Interview with Irina Bejan
LinkedIN: @irinabejan | Github: @irinaMbejan
Where are you based?
"Lausanne, Switzerland"
What do you do?
"I am currently doing my MSc in Data Science at EPFL and will soon start my fourth internship at Google."
What are your specialties?
"My expertise is on NLP (Natural Language Processing) and infrastructure for machine learning."
How and when did you originally come across OpenMined?
"A friend working on PySyft posted about the chance to join the writing team at OpenMined and I considered it a great learning opportunity - but after I joined, I discovered it is more than that, being one of the most vibrant communities I have been part of."
What was the first thing you started working on within OpenMined?
"I started my journey in the writing team by putting together a summarized article on getting started with SyferText for privacy preserving NLP and deploying the preprocessing part, along with the models to PyGrid, following a tutorial made by Alan Aboudib."

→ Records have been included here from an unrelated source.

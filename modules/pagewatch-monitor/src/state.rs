//! Durable marker of the most recently processed comment.
//!
//! A single JSON file holding the last comment id and timestamp. Read once
//! at startup, overwritten after each successful save, survives restarts.

use std::fs;
use std::path::PathBuf;

use serde::{Deserialize, Serialize};
use tracing::{error, info, warn};

use pagewatch_common::WatchError;

/// Last processed comment id and timestamp. Both fields are absent until
/// the first successful save.
#[derive(Debug, Clone, Default, PartialEq, Serialize, Deserialize)]
pub struct PollState {
    pub last_comment_id: Option<String>,
    pub last_comment_time: Option<String>,
}

pub struct StateStore {
    path: PathBuf,
}

impl StateStore {
    pub fn new(path: impl Into<PathBuf>) -> Self {
        Self { path: path.into() }
    }

    /// Read persisted state. A missing, unreadable, or malformed file yields
    /// the empty state; so does a JSON object missing either key.
    pub fn load(&self) -> PollState {
        if !self.path.exists() {
            return PollState::default();
        }
        match self.read() {
            Ok(state) => state,
            Err(e) => {
                warn!(
                    path = %self.path.display(),
                    error = %e,
                    "Error loading state file, using defaults"
                );
                PollState::default()
            }
        }
    }

    fn read(&self) -> Result<PollState, WatchError> {
        let raw = fs::read_to_string(&self.path)?;
        let value: serde_json::Value = serde_json::from_str(&raw)?;
        if value.get("last_comment_id").is_none() || value.get("last_comment_time").is_none() {
            warn!(path = %self.path.display(), "State file missing expected keys, using defaults");
            return Ok(PollState::default());
        }
        Ok(serde_json::from_value(value)?)
    }

    /// Atomically overwrite persisted state via a sibling temp file and
    /// rename. Failure is logged and reported through the flag; the caller
    /// keeps running.
    pub fn save(&self, last_comment_id: &str, last_comment_time: &str) -> bool {
        let state = PollState {
            last_comment_id: Some(last_comment_id.to_string()),
            last_comment_time: Some(last_comment_time.to_string()),
        };
        match self.write(&state) {
            Ok(()) => {
                info!(last_comment_id, last_comment_time, "Saved poll state");
                true
            }
            Err(e) => {
                error!(path = %self.path.display(), error = %e, "Error saving state");
                false
            }
        }
    }

    fn write(&self, state: &PollState) -> Result<(), WatchError> {
        let tmp = self.path.with_extension("tmp");
        fs::write(&tmp, serde_json::to_vec(state)?)?;
        fs::rename(&tmp, &self.path)?;
        Ok(())
    }
}
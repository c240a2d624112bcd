//! Persisted leaderboard record
//!
//! One immutable record per submission: `{ name, score, date, id }`.

use serde::{Deserialize, Serialize};

use crate::consts::{DEFAULT_PLAYER_NAME, MAX_NAME_LEN};

/// A single leaderboard entry
#[derive(Debug, Clone, PartialEq, Eq, Serialize, Deserialize)]
pub struct LeaderboardEntry {
    /// Player name, at most `MAX_NAME_LEN` characters
    pub name: String,
    pub score: u64,
    /// Submission time, ISO-8601 UTC
    pub date: String,
    /// Submission timestamp (Unix ms)
    pub id: u64,
}

impl LeaderboardEntry {
    /// Stamp a new record at `now_ms`; the name is sanitized
    pub fn new(name: &str, score: u64, now_ms: u64) -> Self {
        Self {
            name: sanitize_name(name),
            score,
            date: format_iso8601(now_ms),
            id: now_ms,
        }
    }
}

/// Trim, truncate to `MAX_NAME_LEN` characters, substitute a default when empty
pub fn sanitize_name(raw: &str) -> String {
    let trimmed = raw.trim();
    if trimmed.is_empty() {
        return DEFAULT_PLAYER_NAME.to_string();
    }
    trimmed.chars().take(MAX_NAME_LEN).collect()
}

/// Format Unix milliseconds as `YYYY-MM-DDTHH:MM:SS.mmmZ`
pub fn format_iso8601(unix_ms: u64) -> String {
    let secs = unix_ms / 1000;
    let millis = unix_ms % 1000;
    let days = (secs / 86_400) as i64;
    let rem = secs % 86_400;
    let (year, month, day) = civil_from_days(days);
    format!(
        "{:04}-{:02}-{:02}T{:02}:{:02}:{:02}.{:03}Z",
        year,
        month,
        day,
        rem / 3600,
        (rem % 3600) / 60,
        rem % 60,
        millis
    )
}

/// Days since 1970-01-01 to a proleptic Gregorian (year, month, day)
fn civil_from_days(days: i64) -> (i64, u32, u32) {
    let z = days + 719_468;
    let era = z.div_euclid(146_097);
    let doe = z.rem_euclid(146_097);
    let yoe = (doe - doe / 1460 + doe / 36_524 - doe / 146_096) / 365;
    let doy = doe - (365 * yoe + yoe / 4 - yoe / 100);
    let mp = (5 * doy + 2) / 153;
    let day = (doy - (153 * mp + 2) / 5 + 1) as u32;
    let month = (if mp < 10 { mp + 3 } else { mp - 9 }) as u32;
    let year = yoe + era * 400 + i64::from(month <= 2);
    (year, month, day)
}

/// Human-friendly age of a record for the leaderboard list
pub fn format_age(now_ms: u64, then_ms: u64) -> String {
    let mins = now_ms.saturating_sub(then_ms) / 60_000;
    let hours = mins / 60;
    let days = hours / 24;

    if days >= 1 {
        if days == 1 {
            "Yesterday".to_string()
        } else if days < 7 {
            format!("{} days ago", days)
        } else {
            let date = format_iso8601(then_ms);
            date[..10].to_string()
        }
    } else if hours >= 1 {
        if hours == 1 {
            "1 hour ago".to_string()
        } else {
            format!("{} hours ago", hours)
        }
    } else if mins >= 1 {
        if mins == 1 {
            "1 min ago".to_string()
        } else {
            format!("{} mins ago", mins)
        }
    } else {
        "Just now".to_string()
    }
}
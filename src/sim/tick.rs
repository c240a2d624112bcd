//! Per-frame simulation pipeline
//!
//! Fixed stage order while Running: input + physics, landing, camera, platform
//! field, score, terminal check. Nothing runs in Idle or Ended.

use super::camera::Camera;
use super::collision;
use super::field;
use super::physics::{self, InputState};
use super::state::{GameEvent, GamePhase, GameState};
use crate::settings::Tuning;

/// Score for a camera height
#[inline]
pub fn score_for_height(height: f32, tuning: &Tuning) -> u64 {
    (height * tuning.score_scale).floor().max(0.0) as u64
}

/// Whether the player has dropped below the playable band
#[inline]
pub fn fell_off_screen(player_y: f32, camera: &Camera, tuning: &Tuning) -> bool {
    player_y < camera.height - tuning.death_margin
}

/// Advance the run by one frame of wall-clock `dt` (capped to `max_frame_dt`)
pub fn tick(state: &mut GameState, input: &InputState, dt: f32) {
    if state.phase != GamePhase::Running {
        return;
    }

    let dt = dt.clamp(0.0, state.tuning.max_frame_dt);
    state.frame_count += 1;

    let was_grounded = state.player.grounded;
    let step = physics::integrate(&mut state.player, input, &state.tuning, dt);
    if step.jumped {
        state.events.push(GameEvent::Jumped);
    }

    if let Some(index) = collision::resolve(&mut state.player, &state.platforms, &state.tuning, dt) {
        if !was_grounded {
            state.events.push(GameEvent::Landed {
                platform_y: state.platforms[index].position.y,
            });
        }
    }

    state.camera.advance(dt, &state.tuning);

    let change = field::maintain(
        &mut state.platforms,
        state.camera.height,
        &mut state.rng,
        &state.tuning,
    );
    if change.added > 0 || change.removed > 0 {
        log::trace!(
            "Field: +{} -{} ({} live)",
            change.added,
            change.removed,
            state.platforms.len()
        );
    }

    // Camera height never decreases, so neither does the score.
    state.score = score_for_height(state.camera.height, &state.tuning);

    if !state.game_over_latched
        && fell_off_screen(state.player.position.y, &state.camera, &state.tuning)
    {
        state.game_over_latched = true;
        state.phase = GamePhase::Ended;
        state.events.push(GameEvent::GameOver { score: state.score });
        log::info!(
            "Run over: score {} at height {:.1} after {} frames",
            state.score,
            state.camera.height,
            state.frame_count
        );
    }
}
//! Camera height and difficulty
//!
//! Scroll speed is the height the camera climbs per frame. It is a pure
//! function of elapsed run time, recomputed every frame rather than accumulated.

use serde::{Deserialize, Serialize};

use crate::settings::Tuning;

/// Scroll speed after `elapsed` seconds of run time
#[inline]
pub fn scroll_speed(elapsed: f32, tuning: &Tuning) -> f32 {
    (tuning.initial_scroll_speed + elapsed * tuning.scroll_increment).min(tuning.max_scroll_speed)
}

/// Upward-scrolling camera
#[derive(Debug, Clone, Copy, Default, PartialEq, Serialize, Deserialize)]
pub struct Camera {
    /// Height of the camera; drives score and the platform window
    pub height: f32,
    /// Seconds since the run started
    pub elapsed: f32,
}

impl Camera {
    /// Current scroll speed
    pub fn speed(&self, tuning: &Tuning) -> f32 {
        scroll_speed(self.elapsed, tuning)
    }

    /// Climb one frame's worth at the current speed, then advance the clock by `dt`
    pub fn advance(&mut self, dt: f32, tuning: &Tuning) {
        self.height += self.speed(tuning);
        self.elapsed += dt;
    }
}
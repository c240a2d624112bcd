//! Landing resolution against the platform field
//!
//! Platforms are one-way: the player only lands while falling or at rest, so
//! jumping up through a platform from below is allowed. The first platform in
//! collection order that catches the player wins; platforms rarely overlap
//! vertically, so this matches nearest-platform resolution in practice.

use super::state::{Platform, Player};
use crate::settings::Tuning;

/// Whether the player's horizontal span overlaps the platform's
#[inline]
pub fn overlaps_horizontally(player: &Player, platform: &Platform) -> bool {
    (player.position.x - platform.position.x).abs()
        < player.half_extents.x + platform.half_extents.x
}

/// Whether a falling player's bottom face is in the landing band of `platform`
///
/// The band runs from `tolerance` below the platform's bottom face up to its top.
#[inline]
pub fn in_landing_band(player: &Player, platform: &Platform, tolerance: f32) -> bool {
    let bottom = player.bottom();
    bottom <= platform.top() && bottom >= platform.bottom() - tolerance
}

/// Snap the player onto the first platform it lands on this frame
///
/// Returns the index of that platform. Updates `grounded` either way.
pub fn resolve(player: &mut Player, platforms: &[Platform], tuning: &Tuning, dt: f32) -> Option<usize> {
    if player.velocity.y > 0.0 {
        player.grounded = false;
        return None;
    }

    // Widen by this frame's fall so a fast drop can't skip a thin platform.
    let tolerance = tuning.landing_tolerance + player.velocity.y.abs() * dt;

    let hit = platforms
        .iter()
        .position(|platform| overlaps_horizontally(player, platform) && in_landing_band(player, platform, tolerance));

    match hit {
        Some(index) => {
            player.position.y = platforms[index].top() + player.half_extents.y;
            player.velocity.y = 0.0;
            player.grounded = true;
        }
        None => player.grounded = false,
    }

    hit
}
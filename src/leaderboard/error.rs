//! Leaderboard error taxonomy

use thiserror::Error;

/// Failures talking to or validating against the score store
#[derive(Debug, Error)]
pub enum LeaderboardError {
    /// Store unreachable or answered with a non-success status
    #[error("leaderboard transport failed: {0}")]
    Transport(String),
    /// Malformed submission payload
    #[error("{0}")]
    Validation(String),
    /// A stored record is not a well-formed entry
    #[error("corrupt record {resource}: {source}")]
    Decode {
        resource: String,
        #[source]
        source: serde_json::Error,
    },
}

impl LeaderboardError {
    pub fn invalid_data() -> Self {
        Self::Validation("Invalid data".to_string())
    }
}

/// Why a score submission did not go through. The caller may retry.
#[derive(Debug, Error)]
pub enum SubmissionError {
    #[error("a submission is already in progress")]
    InFlight,
    #[error(transparent)]
    Rejected(#[from] LeaderboardError),
}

And what are you working on now?
"One of our milestones is to get the documentation in good shape, so that users can easily pick up OpenMined technologies and integrate into their products, as well as for new contributors to jump on board. My work now goes towards auditing the existing codebase and tutorials, together with a fresh team, and filling in the gaps."
What would you say to someone who wants to start contributing?
"A teammate told me recently that when it comes to contributing to the open-source projects “you’re doing great as long as you’re doing it”. There is nothing to be intimidated by - there are passionate people excited to help you get started and have impact through OpenMined."
Please recommend one interesting book, podcast or resource to the OpenMined community.
"I think what sometimes gets lost in the background when it comes to data privacy is the collective dimension of it. To quote the essay I recommend to you, “Privacy is power” by Carissa Veliz, when you expose your privacy, you put us all at risk, which I think is a nice reminder of why the work we do here at OpenMined matters so much."